Canvas 2021: The first student event after lockdown

The amphitheatre was a creative art gallery for NWU hostels this past weekend as the 2021 Canvas took place on Friday, 9 April, continuing until Saturday, 10 April.

Canvas is one of six events hosted annually by the Student Campus Council (SCC) arts council for residences. The theme this year was “Dictionary”. Eliska Wentzel (22), SCC vice-chairperson of administration and private students, said that residences had the option to choose any word from the dictionary and illustrate or explain the word, without using the actual word, on the canvas. “This gives residences a bit of creativity and creative freedom to go in any direction they want to,” Wentzel said.

Eliska Wentzel (21), SCC vice-chairperson of administration and private students, on the second day of Canvas at the amphitheatre. (Picture: Zandile Khumalo)

Marlé Ribbens (22), deputy primaria for the house committee (HC) on discipline and arts from Wanda women’s residence, said: “We are very excited and love Canvas so much, and each year brings forth great fun. Given the theme dictionary, we chose the word ‘ubuntu’. We wanted to choose something relevant not only in our campus residences but also to South Africa as a whole. Both Wanda and Patria men’s residence live an ubuntu lifestyle, and the university as well. Ubuntu is a very selfless phrase and that’s what we want to send out, ‘I am because you are’.”

Other hostels that experimented with their creative side were Minjonet and Excelsior. Their word from the dictionary was “poppekas”. “We feel like society has excessive control in our lives, that’s why we chose puppet show. There is a QR code on the puppet’s hand, and when scanned it will take struggling people to websites to help them. Our canvas wanted to focus on helping people to get rid of the controlling element in our lives. We want to take each other’s hands and help each other to break the links between people and the things controlling them”, said Marisca Krüger (21), from the arts HC.

Canvas has become more than just a platform for hostels to paint. It aims to inspire students to participate in art on campus as well as to bring back the exceptional student life on campus that students have been longing for since the start of the pandemic.

Christiaan De Wet (21), BA Graphic Design with Communication student and one of the selected painters for Laureus man’s hostel, has been participating in Canvas for four years now. “I look forward to Canvas every year because I get the chance to see how my techniques have improved after each year’s canvas. It’s amazing to see how comfortable you’ve become with yourself after a few years. You get to acknowledge the confidence that you’ve built in yourself and with the others you paint with.”

“When you stand under the amphitheatre and look up to see your canvas is finished against the wall, you know that there are so many people doing it for the whole year, looking at the paintings and wondering what each canvas depicts.

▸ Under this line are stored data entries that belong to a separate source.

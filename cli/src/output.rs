//! Result formatting

use colored::Colorize;
use serde_json::json;
use wallbounce_application::{AnalysisResponse, EngineSnapshot};
use wallbounce_domain::ApprovalStatus;

pub struct ConsoleFormatter;

impl ConsoleFormatter {
    /// Answer first, then one line of approval details per fact.
    pub fn format(response: &AnalysisResponse) -> String {
        let mut out = String::new();
        if !response.approved {
            out.push_str(&format!(
                "{}\n\n",
                "NOT APPROVED: treat this answer as a draft.".red().bold()
            ));
        }
        out.push_str(response.content.trim());
        out.push_str("\n\n");

        let status = match response.approval_status {
            ApprovalStatus::Approved => "approved".green(),
            ApprovalStatus::Pending => "pending".yellow(),
            ApprovalStatus::Escalated => "escalated".yellow(),
            ApprovalStatus::Denied => "denied".red(),
        };
        out.push_str(&format!("{} {} ({} risk)\n", "Status:".bold(), status, response.risk_level));
        out.push_str(&format!(
            "{} confidence {:.2}, agreement {:.2}, {} round(s), {}\n",
            "Consensus:".bold(),
            response.confidence,
            response.agreement,
            response.rounds,
            response.strategy.as_str()
        ));
        let providers: Vec<String> = response
            .providers_used
            .iter()
            .map(ToString::to_string)
            .collect();
        out.push_str(&format!("{} {}\n", "Providers:".bold(), providers.join(", ")));
        if !response.tags.is_empty() {
            let tags: Vec<&str> = response.tags.iter().map(|t| t.as_str()).collect();
            out.push_str(&format!("{} {}\n", "Tags:".bold(), tags.join(", ").yellow()));
        }
        if response.from_cache {
            out.push_str(&format!("{} cached result\n", "Source:".bold()));
        }
        out.push_str(&format!(
            "{} {} tokens, cost {:.4}\n",
            "Usage:".bold(),
            response.total_tokens,
            response.total_cost
        ));
        out.push_str(&format!("{} {}", "Audit:".bold(), response.audit_id));
        out
    }

    pub fn format_json(response: &AnalysisResponse, snapshot: &EngineSnapshot) -> String {
        let value = json!({
            "response": response,
            "engine": snapshot,
        });
        serde_json::to_string_pretty(&value).unwrap_or_else(|e| format!("{{\"error\":\"{}\"}}", e))
    }
}
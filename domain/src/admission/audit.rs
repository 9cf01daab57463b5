//! Admission state machine and audit records.

use super::risk::RiskLevel;
use crate::core::error::DomainError;
use crate::core::request::RequestId;
use crate::util::current_timestamp_ms;
use serde::{Deserialize, Serialize};
use uuid::Uuid;

/// Identifier of one audit entry.
#[derive(Debug, Clone, Copy, PartialEq, Eq, Hash, Serialize, Deserialize)]
#[serde(transparent)]
pub struct AuditId(Uuid);

impl AuditId {
    pub fn new() -> Self {
        Self(Uuid::new_v4())
    }
}

impl Default for AuditId {
    fn default() -> Self {
        Self::new()
    }
}

impl std::fmt::Display for AuditId {
    fn fmt(&self, f: &mut std::fmt::Formatter<'_>) -> std::fmt::Result {
        write!(f, "{}", self.0)
    }
}

/// States of one admission.
#[derive(Debug, Clone, Copy, PartialEq, Eq, Hash, Serialize, Deserialize)]
#[serde(rename_all = "snake_case")]
pub enum AdmissionState {
    Received,
    RiskAssessed,
    AutoApproved,
    PendingReview,
    /// Approved by a human reviewer
    Approved,
    /// Review timed out or failed; needs human follow-up
    Escalated,
    Denied,
}

impl AdmissionState {
    pub fn as_str(&self) -> &'static str {
        match self {
            AdmissionState::Received => "received",
            AdmissionState::RiskAssessed => "risk_assessed",
            AdmissionState::AutoApproved => "auto_approved",
            AdmissionState::PendingReview => "pending_review",
            AdmissionState::Approved => "approved",
            AdmissionState::Escalated => "escalated",
            AdmissionState::Denied => "denied",
        }
    }

    pub fn is_terminal(&self) -> bool {
        matches!(
            self,
            AdmissionState::AutoApproved
                | AdmissionState::Approved
                | AdmissionState::Escalated
                | AdmissionState::Denied
        )
    }

    pub fn can_transition_to(&self, next: AdmissionState) -> bool {
        use AdmissionState::*;
        matches!(
            (self, next),
            (Received, RiskAssessed)
                | (RiskAssessed, AutoApproved)
                | (RiskAssessed, PendingReview)
                | (RiskAssessed, Denied)
                | (PendingReview, Approved)
                | (PendingReview, Denied)
                | (PendingReview, Escalated)
        )
    }
}

impl std::fmt::Display for AdmissionState {
    fn fmt(&self, f: &mut std::fmt::Formatter<'_>) -> std::fmt::Result {
        write!(f, "{}", self.as_str())
    }
}

/// Approval status as seen by the caller.
#[derive(Debug, Clone, Copy, PartialEq, Eq, Serialize, Deserialize)]
#[serde(rename_all = "lowercase")]
pub enum ApprovalStatus {
    Approved,
    Pending,
    Escalated,
    Denied,
}

impl ApprovalStatus {
    pub fn as_str(&self) -> &'static str {
        match self {
            ApprovalStatus::Approved => "approved",
            ApprovalStatus::Pending => "pending",
            ApprovalStatus::Escalated => "escalated",
            ApprovalStatus::Denied => "denied",
        }
    }

    pub fn is_approved(&self) -> bool {
        matches!(self, ApprovalStatus::Approved)
    }
}

impl std::fmt::Display for ApprovalStatus {
    fn fmt(&self, f: &mut std::fmt::Formatter<'_>) -> std::fmt::Result {
        write!(f, "{}", self.as_str())
    }
}

impl From<AdmissionState> for ApprovalStatus {
    fn from(state: AdmissionState) -> Self {
        match state {
            AdmissionState::AutoApproved | AdmissionState::Approved => ApprovalStatus::Approved,
            AdmissionState::Escalated => ApprovalStatus::Escalated,
            AdmissionState::Denied => ApprovalStatus::Denied,
            AdmissionState::Received
            | AdmissionState::RiskAssessed
            | AdmissionState::PendingReview => ApprovalStatus::Pending,
        }
    }
}

/// One immutable line of the audit trail.
#[derive(Debug, Clone, PartialEq, Serialize, Deserialize)]
pub struct AuditEntry {
    pub id: AuditId,
    pub request_id: RequestId,
    /// Position within this request's trail (1-based)
    pub sequence: u32,
    pub from: Option<AdmissionState>,
    pub to: AdmissionState,
    #[serde(skip_serializing_if = "Option::is_none")]
    pub risk_level: Option<RiskLevel>,
    pub requester: String,
    #[serde(skip_serializing_if = "Option::is_none")]
    pub reviewer_id: Option<String>,
    #[serde(skip_serializing_if = "Option::is_none")]
    pub confidence: Option<f64>,
    pub reason: String,
    /// Milliseconds since epoch
    pub timestamp: u64,
}

/// The decision that closed (or parked) an admission.
#[derive(Debug, Clone, PartialEq, Serialize, Deserialize)]
pub struct ApprovalDecision {
    /// Audit entry that recorded this decision
    pub audit_id: AuditId,
    pub request_id: RequestId,
    pub risk_level: RiskLevel,
    pub outcome: AdmissionState,
    pub requester: String,
    #[serde(skip_serializing_if = "Option::is_none")]
    pub reviewer_id: Option<String>,
    pub timestamp: u64,
}

impl ApprovalDecision {
    pub fn status(&self) -> ApprovalStatus {
        self.outcome.into()
    }
}

/// Tracks one admission and produces its audit entries.
///
/// Illegal transitions are refused, so a trail can only ever describe a
/// path through the admission state machine.
#[derive(Debug, Clone)]
pub struct AdmissionTrail {
    request_id: RequestId,
    requester: String,
    state: AdmissionState,
    risk_level: Option<RiskLevel>,
    confidence: Option<f64>,
    sequence: u32,
}

impl AdmissionTrail {
    /// Start a trail; returns it together with the `received` entry.
    pub fn start(request_id: RequestId, requester: impl Into<String>) -> (Self, AuditEntry) {
        let mut trail = Self {
            request_id,
            requester: requester.into(),
            state: AdmissionState::Received,
            risk_level: None,
            confidence: None,
            sequence: 0,
        };
        let entry = trail.entry(None, AdmissionState::Received, None, "request received");
        (trail, entry)
    }

    pub fn state(&self) -> AdmissionState {
        self.state
    }

    pub fn request_id(&self) -> RequestId {
        self.request_id
    }

    /// `received → risk_assessed`, fixing the risk level for later entries.
    pub fn assess(
        &mut self,
        level: RiskLevel,
        confidence: f64,
        reason: impl Into<String>,
    ) -> Result<AuditEntry, DomainError> {
        self.risk_level = Some(level);
        self.confidence = Some(confidence);
        self.transition(AdmissionState::RiskAssessed, None, reason)
    }

    pub fn transition(
        &mut self,
        to: AdmissionState,
        reviewer_id: Option<String>,
        reason: impl Into<String>,
    ) -> Result<AuditEntry, DomainError> {
        if !self.state.can_transition_to(to) {
            return Err(DomainError::IllegalTransition {
                from: self.state.to_string(),
                to: to.to_string(),
            });
        }
        let from = self.state;
        self.state = to;
        Ok(self.entry(Some(from), to, reviewer_id, &reason.into()))
    }

    /// Decision derived from a terminal (or pending) entry.
    pub fn decision(&self, entry: &AuditEntry) -> ApprovalDecision {
        ApprovalDecision {
            audit_id: entry.id,
            request_id: self.request_id,
            risk_level: self.risk_level.unwrap_or(RiskLevel::Critical),
            outcome: entry.to,
            requester: self.requester.clone(),
            reviewer_id: entry.reviewer_id.clone(),
            timestamp: entry.timestamp,
        }
    }

    fn entry(
        &mut self,
        from: Option<AdmissionState>,
        to: AdmissionState,
        reviewer_id: Option<String>,
        reason: &str,
    ) -> AuditEntry {
        self.sequence += 1;
        AuditEntry {
            id: AuditId::new(),
            request_id: self.request_id,
            sequence: self.sequence,
            from,
            to,
            risk_level: self.risk_level,
            requester: self.requester.clone(),
            reviewer_id,
            confidence: self.confidence,
            reason: reason.to_string(),
            timestamp: current_timestamp_ms(),
        }
    }
}
impl RunAnalysisBuilder {
    pub fn with_cache(mut self, cache: Arc<dyn ResultCache>) -> Self {
        self.cache = cache;
        self
    }

    pub fn with_reviewer(mut self, reviewer: Arc<dyn ApprovalReviewer>) -> Self {
        self.reviewer = reviewer;
        self
    }

    pub fn with_audit_log(mut self, audit: Arc<dyn AuditLog>) -> Self {
        self.audit = audit;
        self
    }

    pub fn with_metrics(mut self, metrics: Arc<dyn MetricsSink>) -> Self {
        self.metrics = metrics;
        self
    }

    pub fn with_similarity(mut self, similarity: Arc<dyn SimilarityMetric>) -> Self {
        self.similarity = similarity;
        self
    }

    /// Set a cancellation token for graceful interruption
    pub fn with_cancellation(mut self, token: CancellationToken) -> Self {
        self.cancellation_token = Some(token);
        self
    }

    pub fn build(self) -> Result<RunAnalysisUseCase, RunAnalysisError> {
        if self.providers.is_empty() {
            return Err(RunAnalysisError::NoProviders);
        }

        let mut seen = HashSet::new();
        for provider in &self.providers {
            let id = &provider.descriptor().id;
            if !seen.insert(id.clone()) {
                return Err(RunAnalysisError::InvalidConfig(format!(
                    "duplicate provider id '{}'",
                    id
                )));
            }
        }

        let issues = self.config.validate();
        for issue in issues.iter().filter(|i| !i.is_error()) {
            warn!("{}", issue);
        }
        if has_errors(&issues) {
            let messages: Vec<String> = issues
                .iter()
                .filter(|i| i.is_error())
                .map(|i| i.message.clone())
                .collect();
            return Err(RunAnalysisError::InvalidConfig(messages.join("; ")));
        }

        let circuits = Arc::new(CircuitBreakerRegistry::new(
            self.config.circuit,
            self.providers.iter().map(|p| p.descriptor().id.clone()),
        ));
        let dispatcher = Arc::new(ProviderDispatcher::new(
            self.providers,
            Arc::clone(&circuits),
            self.config.dispatch,
            Arc::clone(&self.metrics),
        ));
        let engine = ConsensusEngine::new(
            Arc::clone(&dispatcher),
            self.similarity,
            self.config.consensus,
            self.config.tasks,
        );
        let admission =
            AdmissionController::new(self.config.admission, self.reviewer, self.audit);
        let rollout = RolloutController::new(self.config.rollout.clone())
            .map_err(|e| RunAnalysisError::InvalidConfig(e.to_string()))?;

        info!(
            version = self.config.version,
            providers = dispatcher.configured(),
            rollout = rollout.percentage(),
            "Engine ready"
        );

        Ok(RunAnalysisUseCase {
            config: self.config,
            dispatcher,
            engine,
            circuits,
            admission,
            rollout: Arc::new(rollout),
            cache: self.cache,
            metrics: self.metrics,
            cancellation_token: self.cancellation_token,
        })
    }
}
//! Domain error types

use thiserror::Error;

/// Domain-level errors
#[derive(Error, Debug, Clone, PartialEq)]
pub enum DomainError {
    #[error("Invalid request: {0}")]
    InvalidRequest(String),

    #[error("Unknown task type: {0}. Valid: basic, premium, critical")]
    InvalidTaskType(String),

    #[error("Unknown risk level: {0}. Valid: low, medium, high, critical")]
    InvalidRiskLevel(String),

    #[error("Invalid value for {field}: {value}")]
    InvalidValue { field: String, value: String },

    #[error("Illegal admission transition: {from} -> {to}")]
    IllegalTransition { from: String, to: String },

    #[error("Invalid rollout plan: {0}")]
    InvalidRolloutPlan(String),

    #[error("Cannot {operation} while rollout is {phase}")]
    IllegalRolloutOperation { operation: String, phase: String },
}

impl DomainError {
    pub fn invalid_value(field: impl Into<String>, value: impl ToString) -> Self {
        DomainError::InvalidValue {
            field: field.into(),
            value: value.to_string(),
        }
    }
}
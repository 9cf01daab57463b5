//! Result cache value objects

pub mod entry;
pub mod fingerprint;

pub use entry::CacheEntry;
pub use fingerprint::Fingerprint;
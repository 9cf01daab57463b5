//! Consensus result value object

use crate::provider::ProviderId;
use crate::util::truncate_str;
use serde::{Deserialize, Serialize};

/// How providers were executed for a result.
#[derive(Debug, Clone, Copy, PartialEq, Eq, Default, Serialize, Deserialize)]
#[serde(rename_all = "lowercase")]
pub enum Strategy {
    #[default]
    Parallel,
    Sequential,
}

impl Strategy {
    pub fn as_str(&self) -> &'static str {
        match self {
            Strategy::Parallel => "parallel",
            Strategy::Sequential => "sequential",
        }
    }
}

impl std::fmt::Display for Strategy {
    fn fmt(&self, f: &mut std::fmt::Formatter<'_>) -> std::fmt::Result {
        write!(f, "{}", self.as_str())
    }
}

/// Quality caveats attached to a result.
///
/// Tags never turn into errors; they are routed to admission control.
#[derive(Debug, Clone, Copy, PartialEq, Eq, Hash, PartialOrd, Ord, Serialize, Deserialize)]
#[serde(rename_all = "snake_case")]
pub enum ConsensusTag {
    /// Gate not met and no more rounds or providers were available
    BelowThreshold,
    /// Built from a single response; confidence and agreement are not meaningful
    Unverified,
}

impl ConsensusTag {
    pub fn as_str(&self) -> &'static str {
        match self {
            ConsensusTag::BelowThreshold => "below_threshold",
            ConsensusTag::Unverified => "unverified",
        }
    }
}

impl std::fmt::Display for ConsensusTag {
    fn fmt(&self, f: &mut std::fmt::Formatter<'_>) -> std::fmt::Result {
        write!(f, "{}", self.as_str())
    }
}

/// Synthesized answer with its quality metrics.
#[derive(Debug, Clone, PartialEq, Serialize, Deserialize)]
pub struct ConsensusResult {
    pub content: String,
    /// Weighted confidence in [0, 1]
    pub confidence: f64,
    /// Mean pairwise similarity in [0, 1]; 0 for a single response
    pub agreement: f64,
    /// Providers whose successful responses contributed, sorted by id
    pub providers_used: Vec<ProviderId>,
    /// Provider whose answer was chosen as the synthesized content
    pub selected_provider: ProviderId,
    pub strategy: Strategy,
    /// Dispatch rounds it took to reach this result
    pub rounds: u32,
    #[serde(default)]
    pub tags: Vec<ConsensusTag>,
    pub total_tokens: u32,
    pub total_cost: f64,
}

impl ConsensusResult {
    /// Attach a tag, keeping the tag list sorted and unique.
    pub fn with_tag(mut self, tag: ConsensusTag) -> Self {
        if !self.tags.contains(&tag) {
            self.tags.push(tag);
            self.tags.sort();
        }
        self
    }

    pub fn with_rounds(mut self, rounds: u32) -> Self {
        self.rounds = rounds;
        self
    }

    pub fn has_tag(&self, tag: ConsensusTag) -> bool {
        self.tags.contains(&tag)
    }

    pub fn is_unverified(&self) -> bool {
        self.has_tag(ConsensusTag::Unverified)
    }

    pub fn is_below_threshold(&self) -> bool {
        self.has_tag(ConsensusTag::BelowThreshold)
    }

    /// No quality caveats.
    pub fn is_clean(&self) -> bool {
        self.tags.is_empty()
    }

    pub fn contributor_count(&self) -> usize {
        self.providers_used.len()
    }

    /// Short human-readable summary for reviewers.
    pub fn summary(&self, max_content_bytes: usize) -> String {
        let content = truncate_str(&self.content, max_content_bytes);
        let ellipsis = if content.len() < self.content.len() {
            "..."
        } else {
            ""
        };
        let tags = if self.tags.is_empty() {
            "none".to_string()
        } else {
            self.tags
                .iter()
                .map(|t| t.as_str())
                .collect::<Vec<_>>()
                .join(", ")
        };
        format!(
            "confidence {:.2}, agreement {:.2}, providers [{}], tags: {}\n{}{}",
            self.confidence,
            self.agreement,
            self.providers_used
                .iter()
                .map(|p| p.as_str())
                .collect::<Vec<_>>()
                .join(", "),
            tags,
            content,
            ellipsis
        )
    }
}
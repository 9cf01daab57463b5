//! Consensus synthesis over one set of responses.
//!
//! # Scoring
//!
//! For the successful responses `r_1..r_n` (n ≥ 2):
//!
//! - `sim(i, j)` — pairwise similarity from the configured metric
//! - `support_i` — mean similarity of `r_i` to every other response
//! - `agreement` — mean of `sim(i, j)` over all unordered pairs
//! - `c_i` — self-reported confidence, or `support_i` when absent
//! - `confidence = Σ w_i·support_i·c_i / Σ w_i·support_i`, where `w_i` is
//!   the provider's capability weight (falls back to `Σ w_i·c_i / Σ w_i`
//!   when every response has zero support)
//!
//! The synthesized content is the answer nearest the consensus centroid:
//! among responses whose support is within `centroid_tolerance` of the
//! best, the highest-weighted provider wins, then the lowest latency, then
//! the provider id. Responses are sorted by provider id first so the
//! result does not depend on arrival order.

use super::result::{ConsensusResult, ConsensusTag, Strategy};
use super::similarity::SimilarityMetric;
use crate::provider::ProviderResponse;
use std::cmp::Ordering;

/// Thresholds a result must meet to be accepted without escalation.
#[derive(Debug, Clone, Copy, PartialEq)]
pub struct QualityGate {
    pub min_confidence: f64,
    pub min_agreement: f64,
}

impl Default for QualityGate {
    fn default() -> Self {
        Self {
            min_confidence: 0.7,
            min_agreement: 0.6,
        }
    }
}

impl QualityGate {
    /// A single-response result never passes, whatever its numbers.
    pub fn passes(&self, result: &ConsensusResult) -> bool {
        !result.is_unverified()
            && result.confidence >= self.min_confidence
            && result.agreement >= self.min_agreement
    }
}

/// A response paired with its provider's capability weight.
#[derive(Debug, Clone)]
pub struct WeightedResponse {
    pub response: ProviderResponse,
    pub weight: f64,
}

impl WeightedResponse {
    pub fn new(response: ProviderResponse, weight: f64) -> Self {
        Self { response, weight }
    }
}

/// Knobs for a single synthesis.
#[derive(Debug, Clone, Copy, PartialEq)]
pub struct SynthesisParams {
    pub centroid_tolerance: f64,
    pub strategy: Strategy,
    pub rounds: u32,
}

impl Default for SynthesisParams {
    fn default() -> Self {
        Self {
            centroid_tolerance: 0.05,
            strategy: Strategy::Parallel,
            rounds: 1,
        }
    }
}

/// Synthesize a consensus from the successful responses.
///
/// Failed responses are ignored for scoring but still counted in token and
/// cost totals. Returns `None` when nothing succeeded.
pub fn synthesize(
    responses: &[WeightedResponse],
    metric: &dyn SimilarityMetric,
    params: &SynthesisParams,
) -> Option<ConsensusResult> {
    let mut ok: Vec<&WeightedResponse> = responses.iter().filter(|r| r.response.is_ok()).collect();
    if ok.is_empty() {
        return None;
    }
    ok.sort_by(|a, b| a.response.provider.cmp(&b.response.provider));

    let total_tokens = responses
        .iter()
        .map(|r| r.response.tokens.total())
        .fold(0u32, u32::saturating_add);
    let total_cost: f64 = responses.iter().map(|r| r.response.cost).sum();
    let providers_used = ok.iter().map(|r| r.response.provider.clone()).collect();

    if ok.len() == 1 {
        let only = &ok[0].response;
        let result = ConsensusResult {
            content: only.content.clone(),
            confidence: only.confidence.unwrap_or(0.0),
            agreement: 0.0,
            providers_used,
            selected_provider: only.provider.clone(),
            strategy: params.strategy,
            rounds: params.rounds,
            tags: Vec::new(),
            total_tokens,
            total_cost,
        };
        return Some(result.with_tag(ConsensusTag::Unverified));
    }

    let n = ok.len();
    let mut matrix = vec![vec![1.0_f64; n]; n];
    let mut pair_sum = 0.0;
    for i in 0..n {
        for j in (i + 1)..n {
            let s = metric
                .similarity(&ok[i].response.content, &ok[j].response.content)
                .clamp(0.0, 1.0);
            matrix[i][j] = s;
            matrix[j][i] = s;
            pair_sum += s;
        }
    }
    let pairs = (n * (n - 1) / 2) as f64;
    let agreement = pair_sum / pairs;

    let support: Vec<f64> = (0..n)
        .map(|i| (0..n).filter(|&j| j != i).map(|j| matrix[i][j]).sum::<f64>() / (n - 1) as f64)
        .collect();

    let confidence = weighted_confidence(&ok, &support);
    let selected = select_centroid(&ok, &support, params.centroid_tolerance);

    Some(ConsensusResult {
        content: ok[selected].response.content.clone(),
        confidence,
        agreement,
        providers_used,
        selected_provider: ok[selected].response.provider.clone(),
        strategy: params.strategy,
        rounds: params.rounds,
        tags: Vec::new(),
        total_tokens,
        total_cost,
    })
}

fn weighted_confidence(ok: &[&WeightedResponse], support: &[f64]) -> f64 {
    let own = |i: usize| ok[i].response.confidence.unwrap_or(support[i]);
    let weight = |i: usize| ok[i].weight.max(0.0);

    let denom: f64 = (0..ok.len()).map(|i| weight(i) * support[i]).sum();
    let value = if denom > f64::EPSILON {
        (0..ok.len())
            .map(|i| weight(i) * support[i] * own(i))
            .sum::<f64>()
            / denom
    } else {
        let total_weight: f64 = (0..ok.len()).map(weight).sum();
        if total_weight > f64::EPSILON {
            (0..ok.len()).map(|i| weight(i) * own(i)).sum::<f64>() / total_weight
        } else {
            (0..ok.len()).map(own).sum::<f64>() / ok.len() as f64
        }
    };
    value.clamp(0.0, 1.0)
}

fn select_centroid(ok: &[&WeightedResponse], support: &[f64], tolerance: f64) -> usize {
    let best = support.iter().copied().fold(f64::MIN, f64::max);
    (0..ok.len())
        .filter(|&i| support[i] >= best - tolerance.max(0.0))
        .min_by(|&a, &b| {
            let (ra, rb) = (ok[a], ok[b]);
            rb.weight
                .partial_cmp(&ra.weight)
                .unwrap_or(Ordering::Equal)
                .then_with(|| ra.response.latency.cmp(&rb.response.latency))
                .then_with(|| ra.response.provider.cmp(&rb.response.provider))
        })
        .unwrap_or(0)
}
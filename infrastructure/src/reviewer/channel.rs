//! Channel-based approval reviewer.
//!
//! Each review becomes a [`ReviewTicket`] on an `mpsc` channel. Whoever
//! holds the receiving end (a console prompt, a chat bot, a web handler)
//! answers through the ticket's `oneshot` responder.

use async_trait::async_trait;
use tokio::sync::{mpsc, oneshot};
use tracing::debug;
use wallbounce_application::{ApprovalReviewer, ReviewError, ReviewNotice, ReviewVerdict};

/// One pending review.
#[derive(Debug)]
pub struct ReviewTicket {
    pub notice: ReviewNotice,
    responder: oneshot::Sender<ReviewVerdict>,
}

impl ReviewTicket {
    /// Send the verdict back. Returns `false` when nobody waits any more
    /// (the review timed out or the request was cancelled).
    pub fn respond(self, verdict: ReviewVerdict) -> bool {
        self.responder.send(verdict).is_ok()
    }

    pub fn approve(self, reviewer_id: impl Into<String>) -> bool {
        let verdict = ReviewVerdict::approve(self.notice.request_id, reviewer_id);
        self.respond(verdict)
    }

    pub fn deny(self, reviewer_id: impl Into<String>) -> bool {
        let verdict = ReviewVerdict::deny(self.notice.request_id, reviewer_id);
        self.respond(verdict)
    }
}

pub struct ChannelApprovalReviewer {
    tickets: mpsc::Sender<ReviewTicket>,
}

impl ChannelApprovalReviewer {
    /// Create a reviewer and the receiving end of its ticket queue.
    pub fn channel(capacity: usize) -> (Self, mpsc::Receiver<ReviewTicket>) {
        let (tx, rx) = mpsc::channel(capacity.max(1));
        (Self { tickets: tx }, rx)
    }
}

#[async_trait]
impl ApprovalReviewer for ChannelApprovalReviewer {
    async fn review(&self, notice: ReviewNotice) -> Result<ReviewVerdict, ReviewError> {
        let request_id = notice.request_id;
        let (responder, verdict) = oneshot::channel();
        self.tickets
            .send(ReviewTicket { notice, responder })
            .await
            .map_err(|_| ReviewError::ChannelClosed)?;
        debug!(request_id = %request_id, "Review ticket queued");

        // A ticket dropped without an answer means the reviewer went away.
        verdict.await.map_err(|_| ReviewError::Cancelled)
    }
}

#[cfg(test)]
mod tests {
    use super::*;
    use wallbounce_application::ReviewDecision;
    use wallbounce_domain::{RequestId, RiskLevel};

    fn notice() -> ReviewNotice {
        ReviewNotice {
            request_id: RequestId::new(),
            risk_level: RiskLevel::Critical,
            consensus_summary: "drop the table".to_string(),
        }
    }

    #[tokio::test]
    async fn test_ticket_answer_reaches_caller() {
        let (reviewer, mut tickets) = ChannelApprovalReviewer::channel(4);
        let answering = tokio::spawn(async move {
            let ticket = tickets.recv().await.unwrap();
            assert_eq!(ticket.notice.risk_level, RiskLevel::Critical);
            assert!(ticket.approve("ops-lead"));
        });

        let n = notice();
        let verdict = reviewer.review(n.clone()).await.unwrap();
        assert_eq!(verdict.request_id, n.request_id);
        assert_eq!(verdict.decision, ReviewDecision::Approve);
        assert_eq!(verdict.reviewer_id, "ops-lead");
        answering.await.unwrap();
    }

    #[tokio::test]
    async fn test_closed_channel() {
        let (reviewer, tickets) = ChannelApprovalReviewer::channel(1);
        drop(tickets);
        assert_eq!(
            reviewer.review(notice()).await.unwrap_err(),
            ReviewError::ChannelClosed
        );
    }

    #[tokio::test]
    async fn test_dropped_ticket_is_cancelled() {
        let (reviewer, mut tickets) = ChannelApprovalReviewer::channel(1);
        tokio::spawn(async move {
            let ticket = tickets.recv().await;
            drop(ticket);
        });
        assert_eq!(
            reviewer.review(notice()).await.unwrap_err(),
            ReviewError::Cancelled
        );
    }
}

This becomes a reward for every hostel and every painter participating in Canvas,” De Wet said.

In the audio clip below Ané Janse van Rensburg (20), arts and maintenance hallway HC member from Heide women’s residence, speaks about what inspired their canvas with Ratau men’s residence.

Measures were put in place to help prevent Covid-19 case numbers from rising on campus during the event. This meant that painting hours changed from 12 hours to 21 hours, over two days, including 15-minute breaks for painters, and only a limited number of people were allowed to tag in and out of the amphitheatre, said Wentzel.

This year’s Canvas was different, without students watching the creations, but the success of this event will determine whether or not other council social events can be held on campus, and the paintings are now in the amphitheatre for everyone to see.